Polyurethane bushings are substantially more durable and harder than rubber bushings. However, this does not imply that they are the most durable or hard.
Aluminium suspension bushings utilised by racing drivers are the hardest and most durable with almost zero movement.
Poly bushings have a longer lifespan than rubber bushings because they are more resistant to the demands of the suspension system.
They’re also UV, oil, chemical, corrosion, and heat resistant. Polyurethane bushings are frequently covered by comprehensive warranties since they often outlive the vehicle they’re put on.
Polyurethane suspension bushings do not have to squeak, contrary to common assumption. It’s simply that they’re more inclined to do so. It all boils down to how they’re constructed.
Rubber bushings are chemically linked to their housings, while poly bushings are manually joined.
They have space to move and rub against their sleeve as a result. This may cause some squeaking noises if not properly maintained.
Installing a polyurethane suspension bushing does not normally need the use of a hydraulic press. Removing an old rubber bushing may be difficult, though.
Unlike rubber suspension bushings, poly suspension bushings must be lubricated and greased every 3-5 years.
Feel & Performance
Polyurethane bushings make the car feel like an extension of the driver. The road gives more feedback to the chassis and steering.
This improves the feel of the car for high performance cars and drivers. It helps to remove unwanted suspension movement and flex.
Poly bushings are the least expensive aftermarket.
Rubber is much more malleable than polyurethane, making it an excellent bushing for individuals who want a little extra comfort in their car. It’s also what most automobiles come with as standard equipment.
These types of bushings are more suited to regular cars and for those who aren’t after high-performance suspension setups.
Rubber is significantly better at absorbing road noise and vibrations than polyurethane because it is softer. As a result, rubber bushings provide a significantly smoother ride.
Aside from cost, this is one of the key reasons why OEMs utilise rubber ones in the assembly line.
Rubber is far more malleable than polyurethane in terms of hardness.
Rubber suspension bushings have a substantially shorter lifetime than polyurethane suspension bushings. They’re also more vulnerable to oil, UV, chemicals, and heat damage.
The forces of the road cause rubber to twist and stretch over time. Sometimes they may only last 3-5 years, if the car is not used regularly, they may last 10-15 years.
When bushings scrape against their metal housings, squeaking ensues. There is no room for movement since rubber bushings are chemically bound to their shells. They’ll never squeak as a result of this.
Rubber bushings are completely maintenance-free, with the exception of eventual replacement.

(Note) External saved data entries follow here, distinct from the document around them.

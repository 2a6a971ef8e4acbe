#![doc = include_str!("../README.md")]
#![doc(issue_tracker_base_url = "https://github.com/factordynamics/hobart/issues/")]
#![cfg_attr(docsrs, feature(doc_cfg, doc_auto_cfg))]
#![warn(missing_docs)]
#![forbid(unsafe_code)]

pub mod export;
pub mod report;

pub use export::{ExportError, ExportFormat, Exporter, FlatRecord};
pub use report::{
    DEFAULT_COMPANY, DEFAULT_REPORT_TYPE, FinancialHighlights, InsightReport, KeyMetrics,
    ReportBuilder, ReportError,
};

Rubber bushing installation is more difficult than poly bushing installation. It generally necessitates the use of a hydraulic press and the removal of the afflicted springs or control arms entirely.
Hydraulic presses aren’t often seen in backyard mechanic shops, so installation is best left to the professionals.
If you replace your old rubber bushings with new ones, the road should feel similar to how it did before they failed. It reduces feedback from the road, making the car more floaty feeling and comfortable.
When you pick rubber bushings, you’re choosing comfort over performance. Rubber provides a smoother ride than polyurethane because it has a lot more flex.
However, the extra suspension movement makes the steering less direct.
Rubber bushings are more costly aftermarket, although being provided at a discount to OEMs.